Your point kind of disproves your point.
Or sell it, which is much easier to do with Macs because they're known quantities and not "Acer Onyx X321 Q-series Ultra".
There is then the software issue, with Apple devices you are forced to use macOS that kind of sucks, especially for a server usage
That's a fair point. Apple would get a ton of goodwill if they released enough documentation to let Asahi keep up with new hardware. I can't imagine it would harm their ecosystem; the people who would actually run Linux are either not using Macs at all, or users like me who treat them as Unix workstations and ignore their lock-in attempts.
On the upgrade path I don’t think upgrades are truly a thing these days.
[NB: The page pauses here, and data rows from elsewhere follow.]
//! Generated artifacts and the template parameters bound for each.

use std::collections::BTreeMap;

use serde::Serialize;

use crate::domain::value_objects::{Locale, Target};

/// Root of the logical template namespace.
pub const TEMPLATE_ROOT: &str = "templates";

/// Extension of every template in the logical namespace.
pub const TEMPLATE_EXTENSION: &str = "jinja";

/// Logical path of a template, optionally inside a target directory:
/// `templates/<name>.jinja` or `templates/<target>/<name>.jinja`.
pub fn template_path(target: Option<&Target>, name: &str) -> String {
    match target {
        Some(t) => format!("{TEMPLATE_ROOT}/{t}/{name}.{TEMPLATE_EXTENSION}"),
        None => format!("{TEMPLATE_ROOT}/{name}.{TEMPLATE_EXTENSION}"),
    }
}

#[derive(Debug, Clone, PartialEq, Eq)]
pub enum ArtifactKind {
    /// `Log.java`, from `log.xml`.
    LogClass,
    /// `TranslationBundle.java`, from `log.xml`.
    TranslationBundleClass,
    /// `TranslationBundle_<locale>.java`, from that locale's bundle.
    LocaleBundleClass(Locale),
}

impl ArtifactKind {
    fn template_name(&self) -> &'static str {
        match self {
            Self::LogClass => "log_to_Log_java",
            Self::TranslationBundleClass => "log_to_TranslationBundle_java",
            Self::LocaleBundleClass(_) => "translation-bundle_to_java",
        }
    }

    fn output_file(&self) -> String {
        match self {
            Self::LogClass => "Log.java".into(),
            Self::TranslationBundleClass => "TranslationBundle.java".into(),
            Self::LocaleBundleClass(locale) => format!("TranslationBundle_{locale}.java"),
        }
    }

    /// The bundle locale whose document is the transform input, or `None`
    /// when the root definition is.
    pub fn source_locale(&self) -> Option<&Locale> {
        match self {
            Self::LocaleBundleClass(locale) => Some(locale),
            _ => None,
        }
    }
}

/// String parameters bound by name for one template invocation.
#[derive(Debug, Clone, Default, PartialEq, Eq, Serialize)]
#[serde(transparent)]
pub struct TemplateParams(BTreeMap<String, String>);

impl TemplateParams {
    pub fn new() -> Self {
        Self::default()
    }

    pub fn with(mut self, name: impl Into<String>, value: impl Into<String>) -> Self {
        self.0.insert(name.into(), value.into());
        self
    }

    pub fn get(&self, name: &str) -> Option<&str> {
        self.0.get(name).map(String::as_str)
    }

    pub fn iter(&self) -> impl Iterator<Item = (&str, &str)> {
        self.0.iter().map(|(k, v)| (k.as_str(), v.as_str()))
    }

    pub fn len(&self) -> usize {
        self.0.len()
    }

    pub fn is_empty(&self) -> bool {
        self.0.is_empty()
    }
}

/// One planned output file.
#[derive(Debug, Clone, PartialEq, Eq)]
pub struct Artifact {
    kind: ArtifactKind,
    template: String,
    output_file: String,
    params: TemplateParams,
}

impl Artifact {
    pub fn new(kind: ArtifactKind, target: Option<&Target>, params: TemplateParams) -> Self {
        let template = template_path(target, kind.template_name());
        let output_file = kind.output_file();
        Self {
            kind,
            template,
            output_file,
            params,
        }
    }

    pub fn kind(&self) -> &ArtifactKind {
        &self.kind
    }

    pub fn template(&self) -> &str {
        &self.template
    }

    pub fn output_file(&self) -> &str {
        &self.output_file
    }

    pub fn params(&self) -> &TemplateParams {
        &self.params
    }
}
Aside from storage for most components by the time you get to whatever your next cycle is, it’s usually best/easiest to refresh the whole system unless you underbought the first time around.
you can just install linux?
Windows is 10x more enshittified than OSX
> An Apple machine is basically throw away: no component inside can be upgraded, you need more RAM? Throw it away and buy a new one.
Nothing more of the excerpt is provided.